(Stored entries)
━━━━━━━━━━━━━━━━━━━━━━━━━━━━━━

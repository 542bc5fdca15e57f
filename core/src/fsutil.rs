//! Filesystem helpers shared by the downloader and the extractor.

use std::io;
use std::path::Path;

/// Windows `ERROR_SHARING_VIOLATION`.
const ERROR_SHARING_VIOLATION: i32 = 32;
/// Windows `ERROR_LOCK_VIOLATION`.
const ERROR_LOCK_VIOLATION: i32 = 33;

/// Returns true if `err` means another process holds the file open or locked.
pub fn is_lock_violation(err: &io::Error) -> bool {
    if err.kind() == io::ErrorKind::ResourceBusy {
        return true;
    }
    cfg!(windows)
        && matches!(
            err.raw_os_error(),
            Some(ERROR_SHARING_VIOLATION | ERROR_LOCK_VIOLATION)
        )
}

/// Open `path` for reading without sharing it.
///
/// On Windows the exclusive open fails while protective software (or anything
/// else) has the file open, which is exactly the condition we need to report
/// before handing a fresh download to an extractor.
pub fn check_exclusive_open(path: &Path) -> io::Result<()> {
    let mut options = std::fs::OpenOptions::new();
    options.read(true);
    #[cfg(windows)]
    {
        use std::os::windows::fs::OpenOptionsExt;
        options.share_mode(0);
    }
    options.open(path).map(drop)
}

/// Create `dir` (and parents) and prove it accepts new files.
pub fn ensure_writable_dir(dir: &Path) -> io::Result<()> {
    std::fs::create_dir_all(dir)?;
    let scratch = dir.join(format!(".romhub-write-check-{:08x}", rand::random::<u32>()));
    std::fs::write(&scratch, b"")?;
    std::fs::remove_file(&scratch)
}

/// Remove a file, treating "already gone" as success.
pub async fn remove_file_if_exists(path: &Path) -> io::Result<()> {
    match tokio::fs::remove_file(path).await {
        Ok(()) => Ok(()),
        Err(e) if e.kind() == io::ErrorKind::NotFound => Ok(()),
        Err(e) => Err(e),
    }
}
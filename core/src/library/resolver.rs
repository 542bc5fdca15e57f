//! Name resolution from user queries
//!
//! Systems, emulators and games are picked on the command line by name. A
//! query resolves, in order of preference, to:
//! - an exact match
//! - a unique case-insensitive match
//! - a unique case-insensitive prefix match
//!
//! Anything else is an error carrying candidates (ambiguous prefix) or
//! suggestions within a small edit distance (typos).

use romhub_shared::{EmulatorDefinition, SystemLaunchConfig};
use thiserror::Error;

use super::GameEntry;

/// Maximum edit distance for "did you mean" suggestions.
const SUGGESTION_DISTANCE: usize = 3;
const MAX_SUGGESTIONS: usize = 3;

#[derive(Error, Debug, Clone, PartialEq, Eq)]
#[error("{message}")]
pub struct ResolutionError {
    pub message: String,
    /// Candidates or near-misses to show the user
    pub suggestions: Vec<String>,
}

impl ResolutionError {
    fn new(message: String, suggestions: Vec<String>) -> Self {
        Self {
            message,
            suggestions,
        }
    }

    /// Message plus a "did you mean" line, ready for the terminal.
    pub fn display_with_hint(&self) -> String {
        if self.suggestions.is_empty() {
            self.message.clone()
        } else {
            format!("{}\n  did you mean: {}", self.message, self.suggestions.join(", "))
        }
    }
}

/// Resolve `query` against `items` by the name `name_of` extracts.
pub fn resolve_id<'a, T, F>(
    query: &str,
    items: &'a [T],
    name_of: F,
    kind: &str,
) -> Result<&'a T, ResolutionError>
where
    F: Fn(&T) -> &str,
{
    let query = query.trim();
    if query.is_empty() {
        return Err(ResolutionError::new(format!("Empty {} name", kind), Vec::new()));
    }

    if let Some(item) = items.iter().find(|item| name_of(item) == query) {
        return Ok(item);
    }

    let lower = query.to_lowercase();
    let mut same_case: Vec<&T> = items
        .iter()
        .filter(|item| name_of(item).to_lowercase() == lower)
        .collect();
    if same_case.len() == 1 {
        return Ok(same_case.remove(0));
    }

    let mut prefixed: Vec<&T> = items
        .iter()
        .filter(|item| name_of(item).to_lowercase().starts_with(&lower))
        .collect();
    match prefixed.len() {
        0 => Err(ResolutionError::new(
            format!("{} '{}' not found", kind, query),
            find_similar(query, items, &name_of),
        )),
        1 => Ok(prefixed.remove(0)),
        _ => Err(ResolutionError::new(
            format!("{} '{}' is ambiguous", kind, query),
            prefixed
                .iter()
                .map(|item| name_of(item).to_string())
                .collect(),
        )),
    }
}

pub fn resolve_system<'a>(
    query: &str,
    systems: &'a [SystemLaunchConfig],
) -> Result<&'a SystemLaunchConfig, ResolutionError> {
    resolve_id(query, systems, |s| s.name.as_str(), "System")
}

pub fn resolve_emulator<'a>(
    query: &str,
    system: &'a SystemLaunchConfig,
) -> Result<&'a EmulatorDefinition, ResolutionError> {
    resolve_id(query, &system.emulators, |e| e.name.as_str(), "Emulator")
}

pub fn resolve_game<'a>(
    query: &str,
    games: &'a [GameEntry],
) -> Result<&'a GameEntry, ResolutionError> {
    resolve_id(query, games, |g| g.title.as_str(), "Game")
}

/// Names within a small edit distance of `query`, closest first.
pub fn find_similar<T, F>(query: &str, items: &[T], name_of: F) -> Vec<String>
where
    F: Fn(&T) -> &str,
{
    let lower = query.to_lowercase();
    let mut close: Vec<(usize, &str)> = items
        .iter()
        .map(|item| {
            let name = name_of(item);
            (levenshtein_distance(&lower, &name.to_lowercase()), name)
        })
        .filter(|(distance, _)| *distance <= SUGGESTION_DISTANCE)
        .collect();
    close.sort();
    close
        .into_iter()
        .take(MAX_SUGGESTIONS)
        .map(|(_, name)| name.to_string())
        .collect()
}

/// Edit distance between two strings, counted in chars.
pub fn levenshtein_distance(a: &str, b: &str) -> usize {
    let b: Vec<char> = b.chars().collect();
    let mut previous: Vec<usize> = (0..=b.len()).collect();
    let mut current = vec![0; b.len() + 1];

    for (i, ca) in a.chars().enumerate() {
        current[0] = i + 1;
        for (j, cb) in b.iter().enumerate() {
            let substitution = previous[j] + usize::from(ca != *cb);
            current[j + 1] = substitution.min(previous[j + 1] + 1).min(current[j] + 1);
        }
        std::mem::swap(&mut previous, &mut current);
    }
    previous[b.len()]
}

#[cfg(test)]
mod tests {
    use super::*;
    use std::path::PathBuf;

    fn systems(names: &[&str]) -> Vec<SystemLaunchConfig> {
        names
            .iter()
            .map(|name| SystemLaunchConfig::new(*name, format!("/games/{}", name)))
            .collect()
    }

    fn game(title: &str) -> GameEntry {
        GameEntry {
            title: title.to_string(),
            path: PathBuf::from(format!("/games/{}.sfc", title)),
            system: "snes".to_string(),
            size_bytes: 0,
        }
    }

    // =============================================================
    // Matching order
    // =============================================================

    #[test]
    fn test_exact_match_preferred_over_case_insensitive() {
        let systems = systems(&["GBA", "gba"]);
        assert_eq!(resolve_system("gba", &systems).unwrap().name, "gba");
        assert_eq!(resolve_system("GBA", &systems).unwrap().name, "GBA");
    }

    #[test]
    fn test_case_insensitive_match() {
        let systems = systems(&["PlayStation", "Saturn"]);
        assert_eq!(
            resolve_system("playstation", &systems).unwrap().name,
            "PlayStation"
        );
    }

    #[test]
    fn test_unique_prefix_match() {
        let systems = systems(&["megadrive", "mastersystem", "n64"]);
        assert_eq!(resolve_system("meg", &systems).unwrap().name, "megadrive");
        assert_eq!(resolve_system(" N6 ", &systems).unwrap().name, "n64");
    }

    #[test]
    fn test_ambiguous_prefix_lists_candidates() {
        let systems = systems(&["megadrive", "mastersystem"]);
        let err = resolve_system("m", &systems).unwrap_err();
        assert!(err.message.contains("ambiguous"));
        assert_eq!(err.suggestions, vec!["megadrive", "mastersystem"]);
    }

    #[test]
    fn test_not_found_suggests_near_misses() {
        let systems = systems(&["snes", "nes", "psx"]);
        let err = resolve_system("snez", &systems).unwrap_err();
        assert!(err.message.contains("not found"));
        assert_eq!(err.suggestions.first().map(String::as_str), Some("snes"));
        assert!(err.display_with_hint().contains("did you mean"));
    }

    #[test]
    fn test_empty_query() {
        let err = resolve_system("  ", &systems(&["snes"])).unwrap_err();
        assert_eq!(err.message, "Empty System name");
        assert_eq!(err.display_with_hint(), "Empty System name");
    }

    #[test]
    fn test_resolve_emulator_and_game() {
        let mut system = SystemLaunchConfig::new("snes", "/games/snes");
        system
            .emulators
            .push(EmulatorDefinition::new("snes9x", "/usr/bin/snes9x"));
        system
            .emulators
            .push(EmulatorDefinition::new("bsnes", "/usr/bin/bsnes"));
        assert_eq!(resolve_emulator("bs", &system).unwrap().name, "bsnes");

        let games = vec![game("Super Metroid"), game("Super Mario World")];
        assert_eq!(
            resolve_game("super met", &games).unwrap().title,
            "Super Metroid"
        );
        assert!(resolve_game("super", &games).is_err());
    }

    // =============================================================
    // Edit distance
    // =============================================================

    #[test]
    fn test_levenshtein_distance() {
        assert_eq!(levenshtein_distance("", ""), 0);
        assert_eq!(levenshtein_distance("abc", ""), 3);
        assert_eq!(levenshtein_distance("", "abc"), 3);
        assert_eq!(levenshtein_distance("kitten", "sitting"), 3);
        assert_eq!(levenshtein_distance("snes", "sens"), 2);
        assert_eq!(levenshtein_distance("ñes", "nes"), 1);
    }

    #[test]
    fn test_find_similar_limits_and_orders() {
        let names = ["cube", "tube", "lube", "dub", "platformer"];
        let similar = find_similar("dube", &names, |n| *n);
        assert_eq!(similar.len(), 3);
        assert!(!similar.contains(&"platformer".to_string()));
    }
}
//! File extension helpers.
//!
//! Extensions in configuration may be written as `bin`, `.bin` or `.BIN`.
//! Everything is compared in normalized form: lowercase, without the dot.

use std::path::Path;

/// Normalize a configured extension (`".BIN"` -> `"bin"`).
pub fn normalize_extension(ext: &str) -> String {
    ext.trim().trim_start_matches('.').to_ascii_lowercase()
}

/// Returns the normalized extension of `path`, if it has one.
pub fn extension_of(path: &Path) -> Option<String> {
    path.extension()
        .and_then(|e| e.to_str())
        .map(normalize_extension)
        .filter(|e| !e.is_empty())
}

/// Returns true if `path` has one of the given extensions.
///
/// `extensions` may be in any configured form.
pub fn has_extension<S: AsRef<str>>(path: &Path, extensions: &[S]) -> bool {
    let Some(ext) = extension_of(path) else {
        return false;
    };
    extensions
        .iter()
        .any(|candidate| normalize_extension(candidate.as_ref()) == ext)
}

#[cfg(test)]
mod tests {
    use super::*;

    #[test]
    fn test_normalize_extension() {
        assert_eq!(normalize_extension(".BIN"), "bin");
        assert_eq!(normalize_extension("cue"), "cue");
        assert_eq!(normalize_extension(" .Zip "), "zip");
        assert_eq!(normalize_extension(""), "");
    }

    #[test]
    fn test_extension_of() {
        assert_eq!(extension_of(Path::new("game.SFC")), Some("sfc".to_string()));
        assert_eq!(extension_of(Path::new("dir/game.tar.7z")), Some("7z".to_string()));
        assert_eq!(extension_of(Path::new("README")), None);
    }

    #[test]
    fn test_has_extension_mixed_forms() {
        let exts = [".bin", "CUE"];
        assert!(has_extension(Path::new("disc.BIN"), &exts));
        assert!(has_extension(Path::new("disc.cue"), &exts));
        assert!(!has_extension(Path::new("disc.iso"), &exts));
        assert!(!has_extension(Path::new("disc"), &exts));
    }
}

━━━━━━━━━━━━━━━━━━━━━━━━━━━━━━

Copy all lines from the data above that contain the word "contains".

        assert!(err.message.contains("ambiguous"));
        assert!(err.message.contains("not found"));
        assert!(err.display_with_hint().contains("did you mean"));
        assert!(!similar.contains(&"platformer".to_string()));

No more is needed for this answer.